(Work required)
Show every line in the entries below where the word "detail" appears.

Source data
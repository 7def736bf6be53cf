use serde::Deserialize;
use thiserror::Error;

pub type SubmissionId = u64;

/// File payload handed to the uploader.
#[derive(Debug, Clone, PartialEq, Eq)]
pub struct UploadFile {
    pub name: String,
    /// Declared MIME type; empty means unknown.
    pub mime_type: String,
    pub bytes: Vec<u8>,
}

/// Body of a `/resumir` response.
///
/// Exactly one of the two fields is expected; anything else is handled as a
/// protocol violation by [`crate::interpret_response`].
#[derive(Debug, Clone, Default, PartialEq, Eq, Deserialize)]
pub struct ServerResponse {
    #[serde(default)]
    pub redirect: Option<String>,
    #[serde(default)]
    pub erro: Option<String>,
}

#[derive(Debug, Clone, PartialEq, Eq, Error)]
pub enum UploadError {
    #[error("server rejected upload with status {status}")]
    ServerRejected { status: u16, message: Option<String> },
    #[error("malformed response (status {status}): {detail}")]
    MalformedResponse { status: u16, detail: String },
    #[error("{0}")]
    Network(String),
    #[error("timeout: {0}")]
    Timeout(String),
    #[error("invalid request: {0}")]
    Request(String),
    #[error("cancelled")]
    Cancelled,
}

#[derive(Debug, Clone, PartialEq, Eq)]
pub enum EngineEvent {
    UploadCompleted {
        submission: SubmissionId,
        /// Redirect target on success.
        result: Result<String, UploadError>,
    },
    UploadCancelled {
        submission: SubmissionId,
    },
    SummaryLoaded {
        url: String,
        result: Result<String, crate::SummaryError>,
    },
}
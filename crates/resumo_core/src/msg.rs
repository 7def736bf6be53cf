#[derive(Debug, Clone, PartialEq, Eq)]
pub enum Msg {
    /// The page was (re)displayed at `location`.
    PageShown {
        location: String,
        referrer: Option<String>,
    },
    /// User picked files through the file input.
    FileInputChanged(Vec<crate::SelectedFile>),
    /// A drag entered the dropzone.
    DragEntered,
    /// A drag moved over the dropzone.
    DragOver,
    /// A drag left the dropzone without dropping.
    DragLeft,
    /// Files were dropped on the dropzone.
    Dropped(Vec<crate::SelectedFile>),
    /// Engine completion for an upload.
    UploadFinished {
        submission: crate::SubmissionId,
        outcome: Result<String, crate::UploadFailure>,
    },
    /// User clicked the back control.
    BackClicked,
}
use std::net::TcpListener;

use pretty_assertions::assert_eq;
use resumo_engine::{ReqwestUploader, UploadError, UploadFile, UploadSettings, Uploader};
use url::Url;
use wiremock::matchers::{body_string_contains, method, path};
use wiremock::{Mock, MockServer, ResponseTemplate};

fn settings_for(server: &MockServer) -> UploadSettings {
    UploadSettings::new(Url::parse(&server.uri()).unwrap())
}

fn pdf() -> UploadFile {
    UploadFile {
        name: "paper.pdf".to_string(),
        mime_type: "application/pdf".to_string(),
        bytes: b"%PDF-1.4 tiny".to_vec(),
    }
}

#[tokio::test]
async fn posts_file_as_multipart_and_returns_redirect() {
    resumo_logging::initialize_for_tests();
    let server = MockServer::start().await;
    Mock::given(method("POST"))
        .and(path("/resumir"))
        .and(body_string_contains(r#"name="arquivo""#))
        .and(body_string_contains(r#"filename="paper.pdf""#))
        .and(body_string_contains("%PDF-1.4 tiny"))
        .respond_with(
            ResponseTemplate::new(200).set_body_json(serde_json::json!({"redirect": "/resumo/42"})),
        )
        .expect(1)
        .mount(&server)
        .await;

    let uploader = ReqwestUploader::new(settings_for(&server)).unwrap();
    let redirect = uploader.upload(1, pdf()).await.expect("upload ok");

    assert_eq!(redirect, "/resumo/42");
    let requests = server.received_requests().await.unwrap();
    let content_type = requests[0]
        .headers
        .get("content-type")
        .and_then(|value| value.to_str().ok())
        .unwrap_or_default()
        .to_string();
    assert!(content_type.starts_with("multipart/form-data"));
}

#[tokio::test]
async fn declared_type_travels_with_the_part() {
    resumo_logging::initialize_for_tests();
    let server = MockServer::start().await;
    Mock::given(method("POST"))
        .and(path("/resumir"))
        .and(body_string_contains("Content-Type: application/pdf"))
        .respond_with(
            ResponseTemplate::new(200).set_body_json(serde_json::json!({"redirect": "/resumo"})),
        )
        .mount(&server)
        .await;

    let uploader = ReqwestUploader::new(settings_for(&server)).unwrap();
    assert_eq!(uploader.upload(2, pdf()).await, Ok("/resumo".to_string()));
}

#[tokio::test]
async fn server_error_carries_message() {
    resumo_logging::initialize_for_tests();
    let server = MockServer::start().await;
    Mock::given(method("POST"))
        .and(path("/resumir"))
        .respond_with(
            ResponseTemplate::new(500).set_body_json(serde_json::json!({"erro": "internal error"})),
        )
        .mount(&server)
        .await;

    let uploader = ReqwestUploader::new(settings_for(&server)).unwrap();
    let err = uploader.upload(3, pdf()).await.unwrap_err();

    assert_eq!(
        err,
        UploadError::ServerRejected {
            status: 500,
            message: Some("internal error".to_string()),
        }
    );
}

#[tokio::test]
async fn success_without_redirect_is_malformed() {
    resumo_logging::initialize_for_tests();
    let server = MockServer::start().await;
    Mock::given(method("POST"))
        .and(path("/resumir"))
        .respond_with(ResponseTemplate::new(200).set_body_json(serde_json::json!({})))
        .mount(&server)
        .await;

    let uploader = ReqwestUploader::new(settings_for(&server)).unwrap();
    let err = uploader.upload(4, pdf()).await.unwrap_err();

    assert!(matches!(
        err,
        UploadError::MalformedResponse { status: 200, .. }
    ));
}

#[tokio::test]
async fn unreachable_server_is_network_failure() {
    resumo_logging::initialize_for_tests();
    let listener = TcpListener::bind("127.0.0.1:0").unwrap();
    let addr = listener.local_addr().unwrap();
    drop(listener);

    let base = Url::parse(&format!("http://{addr}")).unwrap();
    let uploader = ReqwestUploader::new(UploadSettings::new(base)).unwrap();
    let err = uploader.upload(5, pdf()).await.unwrap_err();

    assert!(matches!(err, UploadError::Network(_)), "got {err:?}");
}

#[tokio::test]
async fn invalid_declared_type_is_request_error() {
    resumo_logging::initialize_for_tests();
    let server = MockServer::start().await;
    let uploader = ReqwestUploader::new(settings_for(&server)).unwrap();
    let file = UploadFile {
        mime_type: "not a mime".to_string(),
        ..pdf()
    };

    let err = uploader.upload(6, file).await.unwrap_err();

    assert!(matches!(err, UploadError::Request(_)));
    assert!(server.received_requests().await.unwrap().is_empty());
}
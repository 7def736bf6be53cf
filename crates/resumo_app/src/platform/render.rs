use resumo_core::{AppViewModel, ResumoActions, SubmissionStage};

/// Text rendering of the upload page.
pub fn render(view: &AppViewModel) -> Vec<String> {
    let mut lines = Vec::new();
    lines.push(format!("== {} ==", view.location));

    if let Some(hint) = &view.drag_hint {
        let affordance = if view.dragover { " (dragover)" } else { "" };
        lines.push(format!("[ {hint} ]{affordance}"));
    }

    let mut status = String::new();
    if view.success_icon_visible {
        status.push_str("[ok] ");
    }
    if view.error_icon_visible {
        status.push_str("[x] ");
    }
    status.push_str(if view.filename.is_empty() {
        "-"
    } else {
        view.filename.as_str()
    });
    lines.push(format!("File: {status}"));

    if let Some(message) = &view.error_message {
        lines.push(format!("Error: {message}"));
    }

    let stage = match &view.stage {
        SubmissionStage::Idle => "idle".to_string(),
        SubmissionStage::Rejected => "rejected".to_string(),
        SubmissionStage::Uploading { submission } => format!("uploading #{submission}"),
        SubmissionStage::Succeeded { redirect } => format!("done, redirecting to {redirect}"),
        SubmissionStage::Failed { .. } => "failed".to_string(),
    };
    if view.uploads_in_flight > 1 {
        lines.push(format!(
            "Status: {stage} ({} uploads in flight)",
            view.uploads_in_flight
        ));
    } else {
        lines.push(format!("Status: {stage}"));
    }
    lines
}

/// Text rendering of the summary page.
pub fn render_summary(location: &str, actions: &ResumoActions) -> Vec<String> {
    let mut lines = vec![format!("== {location} ==")];
    if actions.selection().is_some() {
        lines.push("Summary (selected):".to_string());
    } else {
        lines.push("Summary:".to_string());
    }
    lines.extend(actions.text().lines().map(|line| format!("  {line}")));
    lines.push("Actions: copy | save | edit <text> | back".to_string());
    lines
}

(Response to the task)
    #[error("malformed response (status {status}): {detail}")]
    MalformedResponse { status: u16, detail: String },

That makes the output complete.